Megan Moore ’15—She is working on identifying and confirming the gene defective in gps6 in Arabidopsis thaliana. To do so, she will use deep sequencing technology, then confirm the idetnifty of GPS6 through analysis of publically available mutant alleles and genetic rescue. She is majoring in Plant Biology. Read more about Moore.

Megan Osika ’16— She is working on a joint project with Dr. David Rosenthal. She is trying to alter expression of SBPase Arabidopsis thaliana. Once she successfully completed the cloning, she will characterize the effects of the gene under a variety of environmental conditions. She is majoring in Plant Biology. Read more about Osika.

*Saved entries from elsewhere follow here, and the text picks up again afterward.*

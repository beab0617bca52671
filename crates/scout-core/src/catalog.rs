//! Static catalog of monitored projects and its filtering rules.

use std::path::Path;

use serde::Deserialize;

use crate::config::ConfigError;

fn default_issue_labels() -> Vec<String> {
    vec!["good-first-issue".to_string()]
}

#[derive(Debug, Clone, Deserialize)]
/// One catalog entry describing a monitored open-source project.
pub struct CatalogProject {
    pub name: String,
    pub owner: String,
    #[serde(default)]
    pub repo: String,
    #[serde(default)]
    pub category: String,
    #[serde(default)]
    pub beginner_friendly: bool,
    #[serde(default = "default_issue_labels")]
    pub good_first_issue_labels: Vec<String>,
}

impl CatalogProject {
    /// Repository slug to list issues against; falls back to the project
    /// name when no explicit repo is configured.
    pub fn repo_name(&self) -> &str {
        if self.repo.is_empty() {
            &self.name
        } else {
            &self.repo
        }
    }
}

#[derive(Debug, Clone, Copy, PartialEq, Eq)]
/// Self-reported contributor experience level used for catalog filtering.
pub enum ExperienceLevel {
    Beginner,
    Intermediate,
    Advanced,
}

impl ExperienceLevel {
    pub fn parse(value: &str) -> Option<Self> {
        match value.trim().to_ascii_lowercase().as_str() {
            "beginner" => Some(Self::Beginner),
            "intermediate" => Some(Self::Intermediate),
            "advanced" => Some(Self::Advanced),
            _ => None,
        }
    }
}

#[derive(Debug, Clone, Default, Deserialize)]
/// The full configured project catalog.
pub struct ProjectCatalog {
    #[serde(default)]
    pub projects: Vec<CatalogProject>,
}

impl ProjectCatalog {
    pub fn load(path: &Path) -> Result<Self, ConfigError> {
        let raw = std::fs::read_to_string(path).map_err(|source| ConfigError::CatalogIo {
            path: path.display().to_string(),
            source,
        })?;
        toml::from_str(&raw).map_err(|source| ConfigError::CatalogParse {
            path: path.display().to_string(),
            source,
        })
    }

    /// Filters the catalog by keyword and experience level.
    ///
    /// A project matches when any keyword appears case-insensitively in its
    /// name or category (an empty keyword list matches everything), and its
    /// `beginner_friendly` flag is compatible with the experience level:
    /// beginner requires the flag, advanced requires its absence, and
    /// intermediate accepts every project.
    pub fn filter(
        &self,
        keywords: &[String],
        experience: ExperienceLevel,
    ) -> Vec<&CatalogProject> {
        self.projects
            .iter()
            .filter(|project| {
                let matches_keyword = keywords.is_empty()
                    || keywords.iter().any(|keyword| {
                        let keyword = keyword.to_lowercase();
                        project.name.to_lowercase().contains(&keyword)
                            || project.category.to_lowercase().contains(&keyword)
                    });
                let matches_experience = match experience {
                    ExperienceLevel::Beginner => project.beginner_friendly,
                    ExperienceLevel::Intermediate => true,
                    ExperienceLevel::Advanced => !project.beginner_friendly,
                };
                matches_keyword && matches_experience
            })
            .collect()
    }
}
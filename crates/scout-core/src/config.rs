//! Environment-backed service configuration.

use thiserror::Error;

#[derive(Debug, Error)]
/// Errors raised while loading or validating configuration.
pub enum ConfigError {
    #[error("missing required configuration: {0}")]
    MissingRequired(&'static str),
    #[error("failed to read project catalog {path}: {source}")]
    CatalogIo {
        path: String,
        source: std::io::Error,
    },
    #[error("failed to parse project catalog {path}: {source}")]
    CatalogParse {
        path: String,
        source: toml::de::Error,
    },
}

fn non_empty_env_var(name: &str) -> Option<String> {
    std::env::var(name).ok().and_then(|value| {
        let trimmed = value.trim();
        if trimmed.is_empty() {
            None
        } else {
            Some(trimmed.to_string())
        }
    })
}

#[derive(Debug, Clone)]
/// Lark messaging credentials and destinations.
pub struct LarkConfig {
    pub webhook_url: String,
    pub app_id: Option<String>,
    pub app_secret: Option<String>,
    pub user_id: Option<String>,
    pub api_base: String,
}

pub const DEFAULT_LARK_API_BASE: &str = "https://open.feishu.cn/open-apis";
pub const DEFAULT_GITHUB_API_BASE: &str = "https://api.github.com";
pub const DEFAULT_MODEL_API_BASE: &str = "https://api.openai.com/v1";

#[derive(Debug, Clone)]
/// Top-level service configuration, populated from the environment.
pub struct ScoutConfig {
    pub github_token: String,
    pub github_api_base: String,
    pub model_api_key: String,
    pub model_id: String,
    pub model_api_base: String,
    pub lark: LarkConfig,
}

impl ScoutConfig {
    /// Loads configuration from the environment without validating it.
    ///
    /// Optional values that are unset or blank come back as empty strings or
    /// `None`; `validate` decides which absences are fatal.
    pub fn from_env() -> Self {
        Self {
            github_token: non_empty_env_var("GITHUB_TOKEN").unwrap_or_default(),
            github_api_base: non_empty_env_var("GITHUB_API_URL")
                .unwrap_or_else(|| DEFAULT_GITHUB_API_BASE.to_string()),
            model_api_key: non_empty_env_var("LLM_API_KEY").unwrap_or_default(),
            model_id: non_empty_env_var("LLM_MODEL_ID").unwrap_or_default(),
            model_api_base: non_empty_env_var("LLM_BASE_URL")
                .unwrap_or_else(|| DEFAULT_MODEL_API_BASE.to_string()),
            lark: LarkConfig {
                webhook_url: non_empty_env_var("LARK_WEBHOOK_URL").unwrap_or_default(),
                app_id: non_empty_env_var("LARK_APP_ID"),
                app_secret: non_empty_env_var("LARK_APP_SECRET"),
                user_id: non_empty_env_var("LARK_USER_ID"),
                api_base: non_empty_env_var("LARK_API_BASE")
                    .unwrap_or_else(|| DEFAULT_LARK_API_BASE.to_string()),
            },
        }
    }

    /// Fails when a credential the pipeline cannot run without is absent.
    pub fn validate(&self) -> Result<(), ConfigError> {
        if self.github_token.is_empty() {
            return Err(ConfigError::MissingRequired("GITHUB_TOKEN"));
        }
        if self.model_api_key.is_empty() {
            return Err(ConfigError::MissingRequired("LLM_API_KEY"));
        }
        if self.lark.webhook_url.is_empty() {
            return Err(ConfigError::MissingRequired("LARK_WEBHOOK_URL"));
        }
        Ok(())
    }
}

Avery Tucker ’13—He is currently working from a set of microarray data to identify putative genes involved with the gravitropic signal transduction pathway. A typical day in the lab involves running PCR and RT-PCR or gel electrophoresis, tending to plants, and reading relevant literature. He has made presentations at the American Society of Plant Biologists Midwest Meeting in Chicago and the Sigma Xi Annual Meeting and International Research Conference in Raleigh, NC.